**Problem description**
Starting at the line that holds "filename crates/sim-econ/src/lib.rs" and stopping at the line that holds "#[derive(Debug, Error, Clone, PartialEq)]", restate the records below word for word, with both of those lines included.

**Data in this exercise**

╔══

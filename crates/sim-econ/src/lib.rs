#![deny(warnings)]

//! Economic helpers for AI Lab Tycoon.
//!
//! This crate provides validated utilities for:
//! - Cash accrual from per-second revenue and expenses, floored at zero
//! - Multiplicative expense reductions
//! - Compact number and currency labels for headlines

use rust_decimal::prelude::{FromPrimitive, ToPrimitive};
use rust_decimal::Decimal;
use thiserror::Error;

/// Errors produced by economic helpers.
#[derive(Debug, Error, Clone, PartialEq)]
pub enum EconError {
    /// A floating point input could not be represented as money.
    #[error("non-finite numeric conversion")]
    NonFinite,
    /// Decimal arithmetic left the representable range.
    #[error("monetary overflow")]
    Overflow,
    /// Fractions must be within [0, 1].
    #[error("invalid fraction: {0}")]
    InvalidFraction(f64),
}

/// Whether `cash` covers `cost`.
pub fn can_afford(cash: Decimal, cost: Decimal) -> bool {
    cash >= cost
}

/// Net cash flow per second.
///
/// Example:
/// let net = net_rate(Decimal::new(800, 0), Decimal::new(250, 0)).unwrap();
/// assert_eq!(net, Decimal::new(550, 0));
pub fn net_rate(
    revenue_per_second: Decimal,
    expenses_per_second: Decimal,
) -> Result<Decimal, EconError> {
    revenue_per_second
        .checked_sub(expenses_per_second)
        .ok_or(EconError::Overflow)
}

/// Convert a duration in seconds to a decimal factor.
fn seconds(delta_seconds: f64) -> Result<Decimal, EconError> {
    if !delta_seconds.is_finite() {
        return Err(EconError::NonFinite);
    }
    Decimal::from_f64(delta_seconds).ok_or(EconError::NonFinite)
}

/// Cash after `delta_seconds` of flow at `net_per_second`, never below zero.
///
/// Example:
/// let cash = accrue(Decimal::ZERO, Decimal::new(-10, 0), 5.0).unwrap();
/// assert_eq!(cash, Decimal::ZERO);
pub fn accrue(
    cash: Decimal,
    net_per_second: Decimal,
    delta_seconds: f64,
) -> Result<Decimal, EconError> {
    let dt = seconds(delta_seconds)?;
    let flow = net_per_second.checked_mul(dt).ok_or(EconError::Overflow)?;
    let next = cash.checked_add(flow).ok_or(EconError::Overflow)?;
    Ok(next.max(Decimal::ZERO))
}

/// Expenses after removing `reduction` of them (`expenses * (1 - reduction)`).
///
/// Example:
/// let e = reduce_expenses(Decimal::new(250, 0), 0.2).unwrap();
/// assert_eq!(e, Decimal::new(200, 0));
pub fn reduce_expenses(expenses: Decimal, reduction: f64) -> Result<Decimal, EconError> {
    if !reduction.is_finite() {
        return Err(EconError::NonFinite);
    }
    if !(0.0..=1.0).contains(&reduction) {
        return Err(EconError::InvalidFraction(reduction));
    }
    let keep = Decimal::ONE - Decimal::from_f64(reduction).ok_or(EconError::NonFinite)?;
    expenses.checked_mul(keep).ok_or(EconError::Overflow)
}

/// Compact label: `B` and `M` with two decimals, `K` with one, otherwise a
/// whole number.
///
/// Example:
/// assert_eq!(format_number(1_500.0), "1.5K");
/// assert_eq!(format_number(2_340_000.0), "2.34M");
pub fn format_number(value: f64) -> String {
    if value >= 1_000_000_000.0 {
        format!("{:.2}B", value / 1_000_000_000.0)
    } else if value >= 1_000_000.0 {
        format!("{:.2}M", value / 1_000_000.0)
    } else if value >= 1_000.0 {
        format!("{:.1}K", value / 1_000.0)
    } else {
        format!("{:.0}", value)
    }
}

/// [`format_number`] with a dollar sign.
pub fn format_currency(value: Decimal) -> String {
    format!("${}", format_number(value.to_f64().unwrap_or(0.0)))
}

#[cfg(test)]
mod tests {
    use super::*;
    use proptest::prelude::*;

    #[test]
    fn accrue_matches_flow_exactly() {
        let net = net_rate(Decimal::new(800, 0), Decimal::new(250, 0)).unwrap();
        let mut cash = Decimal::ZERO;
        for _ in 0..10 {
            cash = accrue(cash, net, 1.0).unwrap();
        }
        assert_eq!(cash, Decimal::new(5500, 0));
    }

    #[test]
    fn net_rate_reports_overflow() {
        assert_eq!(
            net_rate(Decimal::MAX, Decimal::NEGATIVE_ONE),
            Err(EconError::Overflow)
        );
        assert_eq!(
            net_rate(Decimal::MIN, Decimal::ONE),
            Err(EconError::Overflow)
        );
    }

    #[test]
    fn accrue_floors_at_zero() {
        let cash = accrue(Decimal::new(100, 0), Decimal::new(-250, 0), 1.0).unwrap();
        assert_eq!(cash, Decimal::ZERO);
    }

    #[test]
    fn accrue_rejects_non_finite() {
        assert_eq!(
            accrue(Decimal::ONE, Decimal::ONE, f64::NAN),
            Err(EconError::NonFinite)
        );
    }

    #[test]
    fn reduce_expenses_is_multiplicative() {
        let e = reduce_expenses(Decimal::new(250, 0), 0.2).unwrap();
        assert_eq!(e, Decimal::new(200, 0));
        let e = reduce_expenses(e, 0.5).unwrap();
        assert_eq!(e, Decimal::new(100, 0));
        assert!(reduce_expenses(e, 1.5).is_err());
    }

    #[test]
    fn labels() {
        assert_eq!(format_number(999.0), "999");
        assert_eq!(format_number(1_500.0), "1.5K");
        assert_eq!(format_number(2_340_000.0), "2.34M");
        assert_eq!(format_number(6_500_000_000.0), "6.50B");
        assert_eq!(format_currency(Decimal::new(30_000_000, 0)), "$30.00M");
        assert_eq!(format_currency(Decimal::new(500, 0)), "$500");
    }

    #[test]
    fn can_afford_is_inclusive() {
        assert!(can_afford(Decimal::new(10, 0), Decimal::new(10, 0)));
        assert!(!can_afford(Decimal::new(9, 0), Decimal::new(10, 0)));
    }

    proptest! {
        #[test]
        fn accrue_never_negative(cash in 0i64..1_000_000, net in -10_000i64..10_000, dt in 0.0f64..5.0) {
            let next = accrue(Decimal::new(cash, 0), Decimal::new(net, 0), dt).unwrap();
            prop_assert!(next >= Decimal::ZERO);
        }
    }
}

╚══
╔══

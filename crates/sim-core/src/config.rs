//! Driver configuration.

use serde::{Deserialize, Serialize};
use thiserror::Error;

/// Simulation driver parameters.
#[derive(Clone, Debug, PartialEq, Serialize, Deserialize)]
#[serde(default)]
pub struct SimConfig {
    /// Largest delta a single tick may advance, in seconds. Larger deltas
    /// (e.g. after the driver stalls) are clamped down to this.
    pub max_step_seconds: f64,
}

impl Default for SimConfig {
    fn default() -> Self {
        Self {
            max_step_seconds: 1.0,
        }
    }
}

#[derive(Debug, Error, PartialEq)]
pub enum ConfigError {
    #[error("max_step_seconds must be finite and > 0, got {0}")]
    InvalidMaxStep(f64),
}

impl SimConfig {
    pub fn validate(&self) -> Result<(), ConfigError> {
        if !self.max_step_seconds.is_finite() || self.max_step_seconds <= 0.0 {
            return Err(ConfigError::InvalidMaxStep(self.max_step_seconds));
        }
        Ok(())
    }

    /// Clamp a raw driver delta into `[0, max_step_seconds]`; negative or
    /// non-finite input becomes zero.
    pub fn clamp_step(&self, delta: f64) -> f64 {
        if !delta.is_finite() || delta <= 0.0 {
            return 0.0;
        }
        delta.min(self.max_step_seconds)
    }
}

╚══
╔══

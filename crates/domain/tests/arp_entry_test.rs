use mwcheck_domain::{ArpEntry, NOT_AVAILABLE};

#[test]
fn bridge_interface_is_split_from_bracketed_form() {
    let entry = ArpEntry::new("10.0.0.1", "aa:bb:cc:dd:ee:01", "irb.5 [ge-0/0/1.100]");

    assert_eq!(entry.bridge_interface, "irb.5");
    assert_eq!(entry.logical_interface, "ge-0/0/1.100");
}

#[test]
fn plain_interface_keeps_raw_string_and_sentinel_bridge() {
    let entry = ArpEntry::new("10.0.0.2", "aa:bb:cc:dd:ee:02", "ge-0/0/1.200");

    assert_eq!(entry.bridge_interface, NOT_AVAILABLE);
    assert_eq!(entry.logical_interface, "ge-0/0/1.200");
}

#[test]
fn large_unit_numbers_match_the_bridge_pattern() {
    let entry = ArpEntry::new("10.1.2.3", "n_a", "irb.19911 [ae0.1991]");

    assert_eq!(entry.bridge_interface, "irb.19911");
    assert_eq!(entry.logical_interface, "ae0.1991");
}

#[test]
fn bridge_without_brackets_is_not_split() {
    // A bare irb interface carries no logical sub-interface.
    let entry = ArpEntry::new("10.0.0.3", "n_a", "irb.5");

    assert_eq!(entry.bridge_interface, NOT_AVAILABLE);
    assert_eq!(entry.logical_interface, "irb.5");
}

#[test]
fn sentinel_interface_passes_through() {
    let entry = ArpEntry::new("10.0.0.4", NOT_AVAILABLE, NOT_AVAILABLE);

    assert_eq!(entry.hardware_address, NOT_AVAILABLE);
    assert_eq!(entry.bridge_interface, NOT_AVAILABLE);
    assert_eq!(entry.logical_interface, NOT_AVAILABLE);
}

╚══

**Exercise answer**
filename crates/sim-econ/src/lib.rs
#![deny(warnings)]

//! Economic helpers for AI Lab Tycoon.
//!
//! This crate provides validated utilities for:
//! - Cash accrual from per-second revenue and expenses, floored at zero
//! - Multiplicative expense reductions
//! - Compact number and currency labels for headlines

use rust_decimal::prelude::{FromPrimitive, ToPrimitive};
use rust_decimal::Decimal;
use thiserror::Error;

/// Errors produced by economic helpers.
#[derive(Debug, Error, Clone, PartialEq)]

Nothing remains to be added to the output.